Really complicated code

[jebby]

Hey guys,

I can't seem to break this code. Can you guys help me? I only worked out 3 is 0 and 5 is either 4 or 9 and 1 is either 2 or 3.

The equations below are written in code such that each digit shown represents some other digit. Break the code, given that each of the following is true in ordinary base ten arithmetic:

8+7=62 5+3=5 12+8=23
50+9=54 11x1=55 0-9=1

give some indication of how you got your first three or four digits

Thanks guys

 

[Oaky]

Do you know if the code is restricted to Natural numbers or Integers? (ie are negatives or fractions allowed?)

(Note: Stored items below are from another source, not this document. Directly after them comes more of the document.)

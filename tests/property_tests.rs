//! Property-based tests using proptest.
//!
//! These verify the library's core invariants: the clause/bit-matrix
//! duality, simplification correctness, kernelization idempotence, and the
//! agreement of every complete solver with the exhaustive oracle.

use proptest::prelude::*;
use satkernel::kernel::{classify_kernel, normalize_to_kernel, KernelVerdict};
use satkernel::prelude::*;
use std::collections::BTreeSet;

/// Strategy for random instances: up to `max_vars` variables and
/// `max_clauses` clauses of width 1..=3, duplicate-literal free.
fn instance_strategy(max_vars: i32, max_clauses: usize) -> impl Strategy<Value = Instance> {
    let clause = prop::collection::btree_set((1..=max_vars, prop::bool::ANY), 1..=3).prop_map(
        |literals| {
            literals
                .into_iter()
                .map(|(variable, negate)| if negate { -variable } else { variable })
                .collect::<Vec<i32>>()
        },
    );
    prop::collection::vec(clause, 1..=max_clauses)
        .prop_map(|clauses| Instance::from_literals(clauses).unwrap())
}

/// Strategy for a partial assignment over variables 1..=max_vars.
fn assignment_strategy(max_vars: i32) -> impl Strategy<Value = Assignment> {
    prop::collection::btree_map(1..=max_vars, prop::bool::ANY, 0..=max_vars as usize)
        .prop_map(|values| values.into_iter().collect())
}

/// Clause multiset view: instance equality up to clause order and
/// literal order.
fn clause_multiset(instance: &Instance) -> Vec<BTreeSet<i32>> {
    let mut clauses: Vec<BTreeSet<i32>> = instance
        .clauses()
        .iter()
        .map(|clause| clause.literals.iter().copied().collect())
        .collect();
    clauses.sort();
    clauses
}

/// Exhaustively check whether some extension of `fixed` satisfies the
/// instance.
fn satisfiable_under(instance: &Instance, fixed: &Assignment) -> bool {
    let free: Vec<i32> = instance
        .all_variables()
        .into_iter()
        .filter(|&variable| !fixed.contains(variable))
        .collect();
    (0..1u32 << free.len()).any(|word| {
        let mut assignment = fixed.clone();
        for (bit, &variable) in free.iter().enumerate() {
            assignment.set(variable, word >> bit & 1 == 1);
        }
        instance.check_assignment(&assignment)
    })
}

proptest! {
    #![proptest_config(ProptestConfig::with_cases(64))]

    /// Decoding the bit matrix yields the normalized instance.
    #[test]
    fn bit_matrix_round_trips(instance in instance_strategy(6, 8)) {
        let matrix = instance.bit_matrix().unwrap();
        let decoded = Instance::from_bit_matrix(&matrix);
        prop_assert_eq!(
            clause_multiset(&decoded),
            clause_multiset(&instance.normalize())
        );
    }

    /// Simplification preserves satisfiability relative to the assignment.
    #[test]
    fn simplify_preserves_satisfiability(
        instance in instance_strategy(5, 8),
        assignment in assignment_strategy(5),
    ) {
        let simplified = instance.assign_and_simplify(&assignment);
        prop_assert_eq!(
            solve_brute_force(&simplified).satisfiable,
            satisfiable_under(&instance, &assignment)
        );
    }

    /// Kernel normalization is idempotent.
    #[test]
    fn kernelization_is_idempotent(instance in instance_strategy(6, 10)) {
        let once = normalize_to_kernel(&instance);
        prop_assert_eq!(normalize_to_kernel(&once), once);
    }

    /// Kernel normalization preserves satisfiability.
    #[test]
    fn kernelization_preserves_satisfiability(instance in instance_strategy(5, 8)) {
        let kernel = normalize_to_kernel(&instance);
        prop_assert_eq!(
            solve_brute_force(&kernel).satisfiable,
            solve_brute_force(&instance).satisfiable
        );
    }

    /// Every complete solver agrees with the exhaustive oracle.
    #[test]
    fn complete_solvers_agree_with_brute_force(instance in instance_strategy(6, 10)) {
        let expected = solve_brute_force(&instance).satisfiable;
        prop_assert_eq!(solve_dpll(&instance, heuristics::dlis).satisfiable, expected);
        prop_assert_eq!(solve_dpll_recursive(&instance, &mut heuristics::jeroslaw_wang), expected);
        prop_assert_eq!(solve_cdcl(&instance, heuristics::dlcs).satisfiable, expected);
        prop_assert_eq!(solve_monien_speckenmeyer(&instance, false).satisfiable, expected);
        prop_assert_eq!(solve_monien_speckenmeyer(&instance, true).satisfiable, expected);
        prop_assert_eq!(solve_monien_speckenmeyer_recursive(&instance, false), expected);
    }

    /// The structural criteria are one-sided certificates.
    #[test]
    fn structural_predicates_are_one_sided(instance in instance_strategy(6, 8)) {
        let satisfiable = solve_brute_force(&instance).satisfiable;
        if !is_biathlet_satisfied(&instance) {
            prop_assert!(satisfiable, "Biathlet certified a satisfiable formula");
        }
        if !is_tovey_satisfied(&instance) {
            prop_assert!(satisfiable, "Tovey certified a satisfiable formula");
        }
        if is_two_sat(&instance) {
            prop_assert_eq!(solve_two_sat(&instance).unwrap(), satisfiable);
        }
    }

    /// A classified kernel really is stable and non-trivial.
    #[test]
    fn kernel_classification_is_consistent(instance in instance_strategy(6, 10)) {
        let kernel = normalize_to_kernel(&instance);
        let verdict = classify_kernel(&kernel);
        prop_assert_ne!(verdict, KernelVerdict::Reducible);
        if verdict == KernelVerdict::EmptyClause {
            prop_assert!(!solve_brute_force(&kernel).satisfiable);
        }
    }
}
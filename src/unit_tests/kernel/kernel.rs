use super::*;
use crate::instance::Instance;

fn full_clause_set() -> Instance {
    // All 8 clauses over 3 variables; unsatisfiable.
    let clauses = (0..8).map(|bits: i32| {
        vec![
            if bits & 1 == 0 { 1 } else { -1 },
            if bits & 2 == 0 { 2 } else { -2 },
            if bits & 4 == 0 { 3 } else { -3 },
        ]
    });
    Instance::from_literals(clauses).unwrap()
}

#[test]
fn test_step_applies_first_firing_rule() {
    // Unit clauses come before tautologies.
    let instance = Instance::from_literals([vec![2, -2], vec![1]]).unwrap();
    let reduced = kernel_step(&instance).unwrap();
    assert_eq!(reduced, Instance::from_literals([vec![2, -2]]).unwrap());
}

#[test]
fn test_step_reports_stability() {
    let instance = Instance::from_literals([vec![1, 2], vec![-1, -2]]).unwrap();
    assert!(kernel_step(&instance).is_none());
}

#[test]
fn test_unsatisfiable_unit_pair_normalizes_to_empty_clause() {
    let instance = Instance::from_literals([vec![1], vec![-1]]).unwrap();
    let kernel = normalize_to_kernel(&instance);
    assert!(kernel.has_empty_clause());
    assert_eq!(classify_kernel(&kernel), KernelVerdict::EmptyClause);
}

#[test]
fn test_tautology_normalizes_to_empty_instance() {
    let instance = Instance::from_literals([vec![1, -1]]).unwrap();
    let kernel = normalize_to_kernel(&instance);
    assert!(kernel.is_empty());
}

#[test]
fn test_normalize_is_idempotent() {
    let instance = Instance::from_literals([
        vec![1],
        vec![1, 2],
        vec![2, -2],
        vec![3, 4],
        vec![3, -4],
    ])
    .unwrap();
    let once = normalize_to_kernel(&instance);
    assert_eq!(normalize_to_kernel(&once), once);
}

#[test]
fn test_full_clause_set_is_reducible_by_twins() {
    assert_eq!(classify_kernel(&full_clause_set()), KernelVerdict::Reducible);
}

#[test]
fn test_empty_instance_is_trivially_satisfiable() {
    let instance = Instance::from_literals([]).unwrap();
    assert_eq!(
        classify_kernel(&instance),
        KernelVerdict::TriviallySatisfiableLll
    );
    assert!(!is_kernel_instance(&instance));
}

#[test]
fn test_sparse_instance_hits_the_lll() {
    // Stable, uniform width 3, every clause with a single neighbour < 2^(3-2).
    let instance = Instance::from_literals([
        vec![1, 2, 3],
        vec![-1, -2, -3],
        vec![4, 5, 6],
        vec![-4, -5, -6],
    ])
    .unwrap();
    assert_eq!(
        classify_kernel(&instance),
        KernelVerdict::TriviallySatisfiableLll
    );
}

#[test]
fn test_splittable_instance() {
    // Two variable-disjoint copies of a stable, Biathlet-saturated 2-CNF.
    let instance = Instance::from_literals([
        vec![1, 2],
        vec![-1, 3],
        vec![-2, -3],
        vec![1, -3],
        vec![4, 5],
        vec![-4, 6],
        vec![-5, -6],
        vec![4, -6],
    ])
    .unwrap();
    assert_eq!(classify_kernel(&instance), KernelVerdict::Splittable);
}

#[test]
fn test_two_sat_classification() {
    let instance = Instance::from_literals([
        vec![1, 2],
        vec![-1, 3],
        vec![-2, -3],
        vec![1, -3],
    ])
    .unwrap();
    assert_eq!(classify_kernel(&instance), KernelVerdict::TwoSat);
}

#[test]
fn test_non_uniform_lengths_skip_the_lll() {
    // Mixed clause widths: the LLL is undefined, Biathlet decides instead.
    let instance =
        Instance::from_literals([vec![1, 2], vec![-1, 2, 3], vec![-2, -3, 1]]).unwrap();
    assert_eq!(
        classify_kernel(&instance),
        KernelVerdict::TriviallySatisfiableBiathlet
    );
}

I'm confused, I don't know how you got 5 is 4 or 9, seeing as the 5 and the 3 are only found in the one equation you don't have any basis on which to determine the value of 5.

 

[soroban]

Hello, jebby!

I can't seem to break this code. Can you guys help me?
I only worked out 3 is 0 and 5 is either 4 or 9 and 1 is either 2 or 3.

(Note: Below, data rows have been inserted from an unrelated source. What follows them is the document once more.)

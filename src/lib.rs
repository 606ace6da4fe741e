//! # satkernel
//!
//! A Rust library of algorithms that decide Boolean satisfiability for CNF
//! formulas, together with kernelization and triviality checks that reduce a
//! formula to a non-trivial "problem kernel" or classify it as trivially
//! decidable.
//!
//! It is designed for algorithm research and education, not for industrial
//! SAT solving: there are no watched literals and no activity heuristics,
//! and every solver returns a plain verdict.
//!
//! ## Features
//!
//! - **Instance model**: clause lists with an equivalent bit-matrix view,
//!   validation, normalization, assignment and simplification
//! - **Kernelization**: unit clauses, tautologies, subsumption, pure
//!   literals and twin-clause merging driven to a fixpoint, plus structural
//!   triviality criteria (Lovász Local Lemma, Biathlet, Tovey, connectivity,
//!   2-SAT, renamable Horn)
//! - **Complete solvers**: brute force, iterative and recursive DPLL with
//!   pluggable heuristics, CDCL with 1-UIP clause learning,
//!   Monien–Speckenmeyer splitting
//! - **Randomized and local search**: Paturi–Pudlák–Zane, Schöning, the
//!   GSAT family, and covering-code based deterministic search
//!
//! ## Example
//!
//! ```rust
//! use satkernel::prelude::*;
//!
//! // (x1 ∨ x2) ∧ (¬x2 ∨ x3)
//! let instance = Instance::from_literals([vec![1, 2], vec![-2, 3]]).unwrap();
//!
//! let outcome = solve_dpll(&instance, heuristics::dlis);
//! assert!(outcome.satisfiable);
//!
//! // The same verdict from the exhaustive oracle.
//! assert!(solve_brute_force(&instance).satisfiable);
//! ```

pub mod attributes;
pub mod encoding;
pub mod error;
pub mod generate;
pub mod instance;
pub mod kernel;
pub mod registry;
pub mod solvers;

/// Prelude module for convenient imports.
pub mod prelude {
    pub use crate::attributes::{
        is_autark, is_biathlet_satisfied, is_lll_satisfied, is_one_connected_component,
        is_renamable_horn, is_tovey_satisfied, is_two_sat, pure_literal,
    };
    pub use crate::error::{Result, SatError};
    pub use crate::instance::{Assignment, BitMatrix, Clause, Instance};
    pub use crate::kernel::{
        classify_kernel, is_kernel_instance, kernel_step, normalize_to_kernel, KernelVerdict,
    };
    pub use crate::solvers::dpll::heuristics;
    pub use crate::solvers::{
        solve_brute_force, solve_cdcl, solve_dantsin, solve_dpll, solve_dpll_recursive,
        solve_gsat, solve_gsat_with_walk, solve_monien_speckenmeyer,
        solve_monien_speckenmeyer_recursive, solve_ppz, solve_random_local_search,
        solve_schoening, solve_two_sat, solve_two_sided_local_search, solve_walksat,
        SearchOutcome, DEFAULT_ERROR_RATE, DEFAULT_MAX_TRIES, DEFAULT_WALK_PROBABILITY,
    };
}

The equations below are written in code such that each digit shown represents some other digit.
Break the code, given that each of the following is true in ordinary base ten arithmetic:

. . 8 + 7 = 62 . . 5 + 3 = 5 . . 12 + 8 = 23

. . 50 + 9 = 54 . . 11 x 1 = 55 . . 0 - 9 = 1

First, I replaced the digits with letters, forming a standard alphametic.

. . \(\displaystyle \begin{array}{c} \;\;(1) \\ \quad\; A \\ +\;B \\ \hline C\ \end{array}\) . . . \(\displaystyle \begin{array}{c} \;\;(2) \\ \quad\;E \\ +\;F \\ \hline \quad E \end{array}\) . . . \(\displaystyle \begin{array}{c} \;\;(3) \\ G\;D \\ + \;A \\ \hline D\;F \end{array}\) . . . \(\displaystyle \begin{array}{c}\;\;(4) \\ E\;H \\ + \;I \\ \hline E\;J \end{array}\) . . . \(\displaystyle \begin{array}{c}\;\;(5) \\ G\;G \\ \times\;G \\ \hline E\;E \end{array}\) . . . \(\displaystyle \begin{array}{c}\;\;(6) \\ \quad\;I \\ +\;G \\ \hline \quad H \end{array}\)


There are many clues woven in these equations . . .

From (1), \(\displaystyle \boxed{C = 1}\)
. . Also: .\(\displaystyle A + B \;\to\;^1D \;\hdots\;A + B\text{ ends in }D\text{ with "1 to carry"}\)

From (2), \(\displaystyle \boxed{F = 0}\)

From (3), \(\displaystyle D + A \:\to\;^1F \;\hdots\;D+A\text{ ends in }F\text{ with "1 to carry"}\)
. . .Also: .\(\displaystyle D \:=\;G+1\)

From (4), \(\displaystyle H + I \,=\,J\;\hdots H+I\text{ equals }J\text{, no "carry"}\)

From (5), \(\displaystyle G\times G \,=\,E\;\hdots\;G\times G\text{ equals }E\text{, no "carry"}\)
. . Hence, \(\displaystyle G = 2\text{ or }3,\;E = 4\text{ or }9\)

From (6), \(\displaystyle I + G \,=\,H\;\hdots\;I+G \text{ equals }H\text{, no "carry"}\)


Go for it!